- [Exercise brief]:
Please restate the data word for word, leaving out no line.

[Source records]

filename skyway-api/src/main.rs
use std::net::SocketAddr;
use std::sync::Arc;

use anyhow::Context;
use skyway_api::{app, auth::ensure_admin, worker, AppState, Repositories};
use skyway_core::repository::{EventPublisher, RateLimiter, SessionStore};
use skyway_store::app_config::{Config, StorageBackend};
use skyway_store::{DbClient, EventProducer, LogEventPublisher, MemoryRateLimiter, MemorySessionStore, RedisClient};
use tracing_subscriber::{layer::SubscriberExt, util::SubscriberInitExt};

#[tokio::main]
async fn main() -> anyhow::Result<()> {
    tracing_subscriber::registry()
        .with(
            tracing_subscriber::EnvFilter::try_from_default_env()
                .unwrap_or_else(|_| "skyway_api=debug,skyway_core=debug,skyway_store=debug,tower_http=debug,axum::rejection=trace".into()),
        )
        .with(tracing_subscriber::fmt::layer())
        .init();

    let config = Config::load().context("Failed to load config")?;
    tracing::info!("Starting Skyway API on port {}", config.server.port);

    // Storage
    let repos = match config.database.backend {
        StorageBackend::Postgres => {
            let url = config
                .database
                .url
                .as_deref()
                .context("database.url is required for the postgres backend")?;
            let db = DbClient::new(url, config.database.max_connections)
                .await
                .context("Failed to connect to Postgres")?;
            db.migrate().await.context("Failed to run migrations")?;
            Repositories::postgres(&db)
        }
        StorageBackend::Memory => {
            tracing::info!("Using in-memory storage");
            Repositories::in_memory()
        }
    };

    // Redis Connection
    let (sessions, rate_limiter): (Arc<dyn SessionStore>, Arc<dyn RateLimiter>) = match &config.redis.url {
        Some(url) => {
            let redis = Arc::new(RedisClient::new(url).await.context("Failed to connect to Redis")?);
            let sessions: Arc<dyn SessionStore> = redis.clone();
            let limiter: Arc<dyn RateLimiter> = redis;
            (sessions, limiter)
        }
        None => {
            tracing::info!("Redis not configured, using in-memory sessions and rate limits");
            let sessions: Arc<dyn SessionStore> = Arc::new(MemorySessionStore::new());
            let limiter: Arc<dyn RateLimiter> = Arc::new(MemoryRateLimiter::new());
            (sessions, limiter)
        }
    };

    // Kafka Connection
    let events: Arc<dyn EventPublisher> = match &config.kafka.brokers {
        Some(brokers) => Arc::new(EventProducer::new(brokers).context("Failed to create Kafka producer")?),
        None => {
            tracing::info!("Kafka not configured, events go to the log");
            Arc::new(LogEventPublisher)
        }
    };

    let state = AppState::new(
        repos,
        sessions,
        rate_limiter,
        events,
        config.auth.clone(),
        config.business_rules.clone(),
    )
    .context("Failed to register metrics")?;

    if let (Some(email), Some(password)) = (&config.auth.admin_email, &config.auth.admin_password) {
        ensure_admin(&state, email, password)
            .await
            .context("Failed to create bootstrap admin")?;
    }

    if config.database.backend == StorageBackend::Memory && config.database.seed_demo_flights > 0 {
        skyway_store::seed::seed_demo_flights(
            state.flights.as_ref(),
            config.database.seed_demo_flights as usize,
            &config.business_rules.default_currency,
        )
        .await
        .context("Failed to seed demo flights")?;
    }

    tokio::spawn(worker::start_hold_expiry_worker(state.clone()));

    let app = app(state);

    let addr = SocketAddr::from(([0, 0, 0, 0], config.server.port));
    tracing::info!("Listening on {}", addr);

    let listener = tokio::net::TcpListener::bind(addr).await?;
    axum::serve(
        listener,
        app.into_make_service_with_connect_info::<SocketAddr>()
    )
    .with_graceful_shutdown(shutdown_signal())
    .await?;

    Ok(())
}

async fn shutdown_signal() {
    if let Err(e) = tokio::signal::ctrl_c().await {
        tracing::error!("Failed to listen for shutdown signal: {}", e);
    }
    tracing::info!("Shutting down");
}
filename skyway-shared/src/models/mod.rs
pub mod events;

- [Answer below]:
filename skyway-api/src/main.rs
use std::net::SocketAddr;
use std::sync::Arc;

use anyhow::Context;
use skyway_api::{app, auth::ensure_admin, worker, AppState, Repositories};
use skyway_core::repository::{EventPublisher, RateLimiter, SessionStore};
use skyway_store::app_config::{Config, StorageBackend};
use skyway_store::{DbClient, EventProducer, LogEventPublisher, MemoryRateLimiter, MemorySessionStore, RedisClient};
use tracing_subscriber::{layer::SubscriberExt, util::SubscriberInitExt};

#[tokio::main]
async fn main() -> anyhow::Result<()> {
    tracing_subscriber::registry()
        .with(
            tracing_subscriber::EnvFilter::try_from_default_env()
                .unwrap_or_else(|_| "skyway_api=debug,skyway_core=debug,skyway_store=debug,tower_http=debug,axum::rejection=trace".into()),
        )
        .with(tracing_subscriber::fmt::layer())
        .init();

    let config = Config::load().context("Failed to load config")?;
    tracing::info!("Starting Skyway API on port {}", config.server.port);

    // Storage
    let repos = match config.database.backend {
        StorageBackend::Postgres => {
            let url = config
                .database
                .url
                .as_deref()
                .context("database.url is required for the postgres backend")?;
            let db = DbClient::new(url, config.database.max_connections)
                .await
                .context("Failed to connect to Postgres")?;
            db.migrate().await.context("Failed to run migrations")?;
            Repositories::postgres(&db)
        }
        StorageBackend::Memory => {
            tracing::info!("Using in-memory storage");
            Repositories::in_memory()
        }
    };

    // Redis Connection
    let (sessions, rate_limiter): (Arc<dyn SessionStore>, Arc<dyn RateLimiter>) = match &config.redis.url {
        Some(url) => {
            let redis = Arc::new(RedisClient::new(url).await.context("Failed to connect to Redis")?);
            let sessions: Arc<dyn SessionStore> = redis.clone();
            let limiter: Arc<dyn RateLimiter> = redis;
            (sessions, limiter)
        }
        None => {
            tracing::info!("Redis not configured, using in-memory sessions and rate limits");
            let sessions: Arc<dyn SessionStore> = Arc::new(MemorySessionStore::new());
            let limiter: Arc<dyn RateLimiter> = Arc::new(MemoryRateLimiter::new());
            (sessions, limiter)
        }
    };

    // Kafka Connection
    let events: Arc<dyn EventPublisher> = match &config.kafka.brokers {
        Some(brokers) => Arc::new(EventProducer::new(brokers).context("Failed to create Kafka producer")?),
        None => {
            tracing::info!("Kafka not configured, events go to the log");
            Arc::new(LogEventPublisher)
        }
    };

    let state = AppState::new(
        repos,
        sessions,
        rate_limiter,
        events,
        config.auth.clone(),
        config.business_rules.clone(),
    )
    .context("Failed to register metrics")?;

    if let (Some(email), Some(password)) = (&config.auth.admin_email, &config.auth.admin_password) {
        ensure_admin(&state, email, password)
            .await
            .context("Failed to create bootstrap admin")?;
    }

    if config.database.backend == StorageBackend::Memory && config.database.seed_demo_flights > 0 {
        skyway_store::seed::seed_demo_flights(
            state.flights.as_ref(),
            config.database.seed_demo_flights as usize,
            &config.business_rules.default_currency,
        )
        .await
        .context("Failed to seed demo flights")?;
    }

    tokio::spawn(worker::start_hold_expiry_worker(state.clone()));

    let app = app(state);

    let addr = SocketAddr::from(([0, 0, 0, 0], config.server.port));
    tracing::info!("Listening on {}", addr);

    let listener = tokio::net::TcpListener::bind(addr).await?;
    axum::serve(
        listener,
        app.into_make_service_with_connect_info::<SocketAddr>()
    )
    .with_graceful_shutdown(shutdown_signal())
    .await?;

    Ok(())
}

async fn shutdown_signal() {
    if let Err(e) = tokio::signal::ctrl_c().await {
        tracing::error!("Failed to listen for shutdown signal: {}", e);
    }
    tracing::info!("Shutting down");
}
filename skyway-shared/src/models/mod.rs
pub mod events;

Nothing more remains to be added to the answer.